### [Material to process]
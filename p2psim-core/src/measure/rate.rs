use logos::{Lexer, Logos};
use std::{fmt, str::FromStr};
use thiserror::Error;

/// Refill rate of a [`FlowLimiter`], in bytes per simulated second.
///
/// The rate is strictly positive and finite: a zero rate would make every
/// request in debt complete at infinity.
///
/// # Parsing
///
/// ```
/// # use p2psim_core::measure::Rate;
/// let rate: Rate = "30B/s".parse().unwrap();
/// assert_eq!(rate.bytes_per_sec(), 30.0);
///
/// let rate: Rate = "2KB/s".parse().unwrap();
/// assert_eq!(rate.bytes_per_sec(), 2_048.0);
///
/// let rate: Rate = "0.5 B/s".parse().unwrap();
/// assert_eq!(rate.to_string(), "0.5B/s");
/// ```
///
/// [`FlowLimiter`]: super::FlowLimiter
#[derive(Debug, Clone, Copy, PartialEq, PartialOrd)]
pub struct Rate(f64);

#[derive(Debug, Error, Clone, PartialEq)]
pub enum RateError {
    #[error("Rate must be positive and finite, got {0}")]
    NotPositive(f64),
    #[error("Expecting to parse a number")]
    MissingNumber,
    #[error("Expecting to parse a unit (B/s, KB/s, MB/s, GB/s)")]
    MissingUnit,
    #[error("Not expecting any other tokens to parse a rate")]
    TrailingTokens,
}

const K: f64 = 1_024.0;
const M: f64 = K * K;
const G: f64 = M * K;

impl Rate {
    /// create a new rate, in bytes per simulated second
    pub fn new(bytes_per_sec: f64) -> Result<Self, RateError> {
        if bytes_per_sec.is_finite() && bytes_per_sec > 0.0 {
            Ok(Self(bytes_per_sec))
        } else {
            Err(RateError::NotPositive(bytes_per_sec))
        }
    }

    /// for constants only, the value must be positive and finite
    pub(crate) const fn new_unchecked(bytes_per_sec: f64) -> Self {
        Self(bytes_per_sec)
    }

    #[inline]
    pub fn bytes_per_sec(self) -> f64 {
        self.0
    }

    /// seconds needed to transfer `bytes` at this rate
    #[inline]
    pub fn transfer_secs(self, bytes: f64) -> f64 {
        bytes / self.0
    }
}

impl Default for Rate {
    fn default() -> Self {
        crate::defaults::DEFAULT_LINK_RATE
    }
}

impl fmt::Display for Rate {
    fn fmt(&self, f: &mut fmt::Formatter<'_>) -> fmt::Result {
        let v = self.0;
        if v >= G && (v % G) == 0.0 {
            write!(f, "{}GB/s", v / G)
        } else if v >= M && (v % M) == 0.0 {
            write!(f, "{}MB/s", v / M)
        } else if v >= K && (v % K) == 0.0 {
            write!(f, "{}KB/s", v / K)
        } else {
            write!(f, "{v}B/s")
        }
    }
}

#[derive(Logos, Debug, PartialEq)]
#[logos(skip r"[ \t\n\f]+")]
enum RateToken {
    #[token("B/s")]
    Bytes,
    #[token("KB/s")]
    KiloBytes,
    #[token("MB/s")]
    MegaBytes,
    #[token("GB/s")]
    GigaBytes,

    #[regex(r"[0-9]+(\.[0-9]+)?")]
    Value,
}

impl FromStr for Rate {
    type Err = RateError;
    fn from_str(s: &str) -> Result<Self, Self::Err> {
        let mut lex = Lexer::<'_, RateToken>::new(s);

        let Some(Ok(RateToken::Value)) = lex.next() else {
            return Err(RateError::MissingNumber);
        };
        let number: f64 = lex.slice().parse().map_err(|_| RateError::MissingNumber)?;

        let multiplier = match lex.next() {
            Some(Ok(RateToken::Bytes)) => 1.0,
            Some(Ok(RateToken::KiloBytes)) => K,
            Some(Ok(RateToken::MegaBytes)) => M,
            Some(Ok(RateToken::GigaBytes)) => G,
            _ => return Err(RateError::MissingUnit),
        };

        if lex.next().is_some() {
            return Err(RateError::TrailingTokens);
        }

        Self::new(number * multiplier)
    }
}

### [Required action]
Find how many lines of the material carry the string "unwrap". Only the number should be in the answer.

### [Reply to the exercise]
3